__The task__. Every line of the records below that holds the word "UnexpectedEnd" should be copied out.
[[ Data for analysis open ]]
use jsontree::{Document, Lookup, ParseErrorKind, ParseOptions, TreeError, ValueType};

/// Helper: decode `text` and re-encode it compactly.
fn reencode(text: &str) -> String {
    let mut doc = Document::new();
    let root = doc.decode(text).unwrap();
    doc.encode(root).unwrap()
}

/// Helper: decode `text`, expecting a parse error, and return (offset, reason).
fn parse_error(text: &str) -> (usize, ParseErrorKind) {
    let mut doc = Document::new();
    match doc.decode(text) {
        Err(TreeError::Parse(err)) => (err.offset, err.reason),
        other => panic!("expected parse error for {text:?}, got {other:?}"),
    }
}

// ============================================================================
// Top-level primitives
// ============================================================================

#[test]
fn decode_null() {
    let mut doc = Document::new();
    let root = doc.decode("null").unwrap();
    assert_eq!(doc.type_of(root).unwrap(), ValueType::Null);
    assert_eq!(doc.value(root).unwrap(), Lookup::Null);
}

#[test]
fn decode_booleans() {
    let mut doc = Document::new();
    let t = doc.decode("true").unwrap();
    let f = doc.decode("false").unwrap();
    assert_eq!(doc.value(t).unwrap(), Lookup::Bool(true));
    assert_eq!(doc.value(f).unwrap(), Lookup::Bool(false));
}

#[test]
fn decode_bare_number() {
    let mut doc = Document::new();
    let root = doc.decode("42").unwrap();
    assert_eq!(doc.type_of(root).unwrap(), ValueType::Number);
    assert_eq!(doc.value(root).unwrap(), Lookup::Number(42.0));
}

#[test]
fn decode_bare_string() {
    let mut doc = Document::new();
    let root = doc.decode(r#""hello world""#).unwrap();
    assert_eq!(doc.value(root).unwrap(), Lookup::String("hello world".into()));
}

#[test]
fn decode_surrounding_whitespace() {
    assert_eq!(reencode(" \t\r\n 7 \n"), "7");
}

// ============================================================================
// Numbers
// ============================================================================

#[test]
fn decode_number_forms() {
    let cases = [
        ("0", 0.0),
        ("-0", 0.0),
        ("-7", -7.0),
        ("3.14", 3.14),
        ("1e3", 1000.0),
        ("1E+2", 100.0),
        ("2.5e-3", 0.0025),
        ("-0.5", -0.5),
    ];
    let mut doc = Document::new();
    for (text, expected) in cases {
        let root = doc.decode(text).unwrap();
        assert_eq!(doc.value(root).unwrap(), Lookup::Number(expected), "input {text}");
    }
}

#[test]
fn all_numbers_are_doubles() {
    let mut doc = Document::new();
    let root = doc.decode("9007199254740993").unwrap();
    // Beyond 2^53 the nearest double is kept.
    assert_eq!(doc.value(root).unwrap(), Lookup::Number(9007199254740992.0));
}

#[test]
fn reject_malformed_numbers() {
    assert_eq!(parse_error("-").1, ParseErrorKind::InvalidNumber);
    assert_eq!(parse_error("1.").1, ParseErrorKind::InvalidNumber);
    assert_eq!(parse_error("1e").1, ParseErrorKind::InvalidNumber);
    assert_eq!(parse_error("-x").1, ParseErrorKind::InvalidNumber);
    assert_eq!(parse_error("+1").1, ParseErrorKind::UnexpectedByte(b'+'));
    assert_eq!(parse_error(".5").1, ParseErrorKind::UnexpectedByte(b'.'));
}

#[test]
fn leading_zero_is_trailing_garbage() {
    assert_eq!(parse_error("01"), (1, ParseErrorKind::TrailingCharacters));
    assert_eq!(parse_error("[01]"), (2, ParseErrorKind::UnexpectedByte(b'1')));
}

#[test]
fn reject_number_overflow() {
    assert_eq!(parse_error("1e400"), (0, ParseErrorKind::NumberOutOfRange));
    assert_eq!(parse_error("[-1e400]"), (1, ParseErrorKind::NumberOutOfRange));
}

// ============================================================================
// Strings and escapes
// ============================================================================

#[test]
fn decode_standard_escapes() {
    let mut doc = Document::new();
    let root = doc.decode(r#""\"\\\/\b\f\n\r\t""#).unwrap();
    assert_eq!(
        doc.value(root).unwrap(),
        Lookup::String("\"\\/\u{08}\u{0c}\n\r\t".into())
    );
}

#[test]
fn decode_unicode_escape_bmp() {
    let mut doc = Document::new();
    let root = doc.decode(r#""caf\u00e9 \u4F60""#).unwrap();
    assert_eq!(doc.value(root).unwrap(), Lookup::String("caf\u{e9} \u{4f60}".into()));
}

#[test]
fn decode_surrogate_pair() {
    let mut doc = Document::new();
    let root = doc.decode(r#""\ud83d\ude00""#).unwrap();
    assert_eq!(doc.value(root).unwrap(), Lookup::String("\u{1f600}".into()));
}

#[test]
fn decode_raw_utf8_passthrough() {
    let mut doc = Document::new();
    let root = doc.decode("\"\u{4f60}\u{597d} \u{1f600}\"").unwrap();
    assert_eq!(doc.value(root).unwrap(), Lookup::String("\u{4f60}\u{597d} \u{1f600}".into()));
}

#[test]
fn reject_lone_surrogates() {
    assert_eq!(parse_error(r#""\ud83d""#), (1, ParseErrorKind::InvalidUnicodeEscape));
    assert_eq!(parse_error(r#""\ude00""#), (1, ParseErrorKind::InvalidUnicodeEscape));
    assert_eq!(
        parse_error(r#""\ud83dA""#),
        (1, ParseErrorKind::InvalidUnicodeEscape)
    );
}

#[test]
fn reject_bad_hex_in_unicode_escape() {
    assert_eq!(parse_error(r#""\u12g4""#), (1, ParseErrorKind::InvalidUnicodeEscape));
    assert_eq!(parse_error(r#""\u12"#), (1, ParseErrorKind::InvalidUnicodeEscape));
}

#[test]
fn reject_invalid_escape() {
    assert_eq!(parse_error(r#"["ok","\x"]"#), (7, ParseErrorKind::InvalidEscape));
}

#[test]
fn reject_unterminated_string() {
    assert_eq!(parse_error(r#""abc"#), (4, ParseErrorKind::UnexpectedEnd));
    assert_eq!(parse_error(r#""abc\"#), (5, ParseErrorKind::UnexpectedEnd));
}

#[test]
fn reject_raw_control_character() {
    assert_eq!(parse_error("\"a\nb\""), (2, ParseErrorKind::ControlCharacterInString));
}

#[test]
fn reject_invalid_utf8() {
    let mut doc = Document::new();
    let err = doc.decode(b"[\"ab\xff\"]").unwrap_err();
    match err {
        TreeError::Parse(err) => {
            assert_eq!(err.offset, 4);
            assert_eq!(err.reason, ParseErrorKind::InvalidUtf8);
        }
        other => panic!("unexpected error {other:?}"),
    }
}

// ============================================================================
// Containers
// ============================================================================

#[test]
fn decode_empty_containers() {
    assert_eq!(reencode("[]"), "[]");
    assert_eq!(reencode("{}"), "{}");
    assert_eq!(reencode("[ ]"), "[]");
    assert_eq!(reencode("{ \n }"), "{}");
}

#[test]
fn decode_nested_structure() {
    let text = r#"{ "a" : [ 1 , { "b" : null } , [ ] ] , "c" : "d" }"#;
    assert_eq!(reencode(text), r#"{"a":[1,{"b":null},[]],"c":"d"}"#);
}

#[test]
fn decode_preserves_key_order() {
    assert_eq!(reencode(r#"{"z":1,"a":2,"m":3}"#), r#"{"z":1,"a":2,"m":3}"#);
}

#[test]
fn duplicate_keys_last_wins_in_first_position() {
    let mut doc = Document::new();
    let root = doc.decode(r#"{"a":[1,2],"b":2,"a":3}"#).unwrap();
    assert_eq!(doc.encode(root).unwrap(), r#"{"a":3,"b":2}"#);
    // the replaced array and its two items were freed
    assert_eq!(doc.live_nodes(), 3);
}

#[test]
fn duplicate_keys_in_wide_object() {
    let mut text = String::from("{");
    for i in 0..1_000 {
        text.push_str(&format!("\"k{i}\":{i},"));
    }
    text.push_str(r#""k10":"again","k999":[true]}"#);

    let mut doc = Document::new();
    let root = doc.decode(&text).unwrap();
    let keys = doc.keys(root).unwrap();
    assert_eq!(keys.len(), 1_000);
    assert_eq!(keys[10], "k10");
    assert_eq!(keys[999], "k999");
    assert_eq!(doc.get(root, "k10").unwrap().as_str(), Some("again"));
    assert_eq!(doc.get(root, "k11").unwrap().as_f64(), Some(11.0));
    // root, 1000 values, and the array's single item
    assert_eq!(doc.live_nodes(), 1 + 1_000 + 1);
}

#[test]
fn wide_object_decodes_in_linear_time() {
    let keys = 200_000;
    let mut text = String::with_capacity(keys * 16);
    text.push('{');
    for i in 0..keys {
        if i > 0 {
            text.push(',');
        }
        text.push_str(&format!("\"k{i}\":{i}"));
    }
    text.push('}');

    let started = std::time::Instant::now();
    let mut doc = Document::new();
    let root = doc.decode(&text).unwrap();
    let elapsed = started.elapsed();

    assert_eq!(doc.len(root).unwrap(), keys);
    assert!(
        elapsed < std::time::Duration::from_secs(10),
        "decoding {keys} keys took {elapsed:?}"
    );
}

#[test]
fn parsed_children_are_owned() {
    let mut doc = Document::new();
    let root = doc.decode(r#"{"list":[1]}"#).unwrap();
    let list = doc.get(root, "list").unwrap().as_node().unwrap();
    assert_eq!(doc.parent(list).unwrap(), Some(root));
    assert!(doc.is_root(root).unwrap());
}

// ============================================================================
// Malformed input
// ============================================================================

#[test]
fn reject_missing_value_offset() {
    assert_eq!(parse_error(r#"{"a":}"#), (5, ParseErrorKind::UnexpectedByte(b'}')));
}

#[test]
fn reject_empty_input() {
    assert_eq!(parse_error(""), (0, ParseErrorKind::Empty));
    assert_eq!(parse_error(" \n\t\r "), (5, ParseErrorKind::Empty));
}

#[test]
fn reject_trailing_garbage() {
    assert_eq!(parse_error("[1] x"), (4, ParseErrorKind::TrailingCharacters));
    assert_eq!(parse_error("{}{}"), (2, ParseErrorKind::TrailingCharacters));
}

#[test]
fn reject_trailing_commas() {
    assert_eq!(parse_error("[1,]"), (3, ParseErrorKind::UnexpectedByte(b']')));
    assert_eq!(parse_error(r#"{"a":1,}"#), (7, ParseErrorKind::UnexpectedByte(b'}')));
}

#[test]
fn reject_unquoted_key() {
    assert_eq!(parse_error("{a:1}"), (1, ParseErrorKind::UnexpectedByte(b'a')));
}

#[test]
fn reject_truncated_containers() {
    assert_eq!(parse_error("[1,2"), (4, ParseErrorKind::UnexpectedEnd));
    assert_eq!(parse_error(r#"{"a":1"#), (6, ParseErrorKind::UnexpectedEnd));
    assert_eq!(parse_error(r#"{"a""#), (4, ParseErrorKind::UnexpectedEnd));
}

#[test]
fn reject_bad_literals() {
    assert_eq!(parse_error("tru"), (0, ParseErrorKind::InvalidLiteral));
    assert_eq!(parse_error("[nul]"), (1, ParseErrorKind::InvalidLiteral));
    assert_eq!(parse_error("falsey"), (5, ParseErrorKind::TrailingCharacters));
}

#[test]
fn parse_error_display_includes_offset() {
    let mut doc = Document::new();
    let err = doc.decode(r#"{"a":}"#).unwrap_err();
    assert_eq!(err.to_string(), "parse error at byte 5: unexpected byte 0x7d");
}

#[test]
fn failed_decode_leaves_nothing_allocated() {
    let mut doc = Document::new();
    let kept = doc.decode("[1,2]").unwrap();
    let before = doc.live_nodes();

    for bad in [
        r#"{"a":[1,2,{"b":"c"}],"d":}"#,
        r#"[[[[1]]],"unterminated"#,
        r#"{"a":[1,2],"a":{"x":1},"b":tru}"#,
    ] {
        assert!(doc.decode(bad).is_err());
        assert_eq!(doc.live_nodes(), before, "leak after {bad:?}");
    }
    assert_eq!(doc.encode(kept).unwrap(), "[1,2]");
}

// ============================================================================
// Options
// ============================================================================

#[test]
fn nesting_limit_is_enforced() {
    let mut doc = Document::new();
    let options = ParseOptions::with_max_depth(3);
    assert!(doc.decode_with("[[[1]]]", &options).is_ok());

    match doc.decode_with(r#"[[{"a":[]}]]"#, &options) {
        Err(TreeError::Parse(err)) => {
            assert_eq!(err.reason, ParseErrorKind::NestingTooDeep(3));
            assert_eq!(err.offset, 7);
        }
        other => panic!("expected nesting error, got {other:?}"),
    }
}

#[test]
fn default_options_accept_deep_input() {
    let depth = 500;
    let text = format!("{}{}", "[".repeat(depth), "]".repeat(depth));
    let mut doc = Document::new();
    let root = doc.decode(&text).unwrap();
    assert_eq!(doc.encode(root).unwrap(), text);
}

#[test]
fn strict_options_reject_deep_input() {
    let text = format!("{}{}", "[".repeat(65), "]".repeat(65));
    let mut doc = Document::new();
    assert!(doc.decode_with(&text, &ParseOptions::strict()).is_err());
    assert_eq!(doc.live_nodes(), 0);
}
[[ Data for analysis closed ]]
__Reply__.
    assert_eq!(parse_error(r#""abc"#), (4, ParseErrorKind::UnexpectedEnd));
    assert_eq!(parse_error(r#""abc\"#), (5, ParseErrorKind::UnexpectedEnd));
    assert_eq!(parse_error("[1,2"), (4, ParseErrorKind::UnexpectedEnd));
    assert_eq!(parse_error(r#"{"a":1"#), (6, ParseErrorKind::UnexpectedEnd));
    assert_eq!(parse_error(r#"{"a""#), (4, ParseErrorKind::UnexpectedEnd));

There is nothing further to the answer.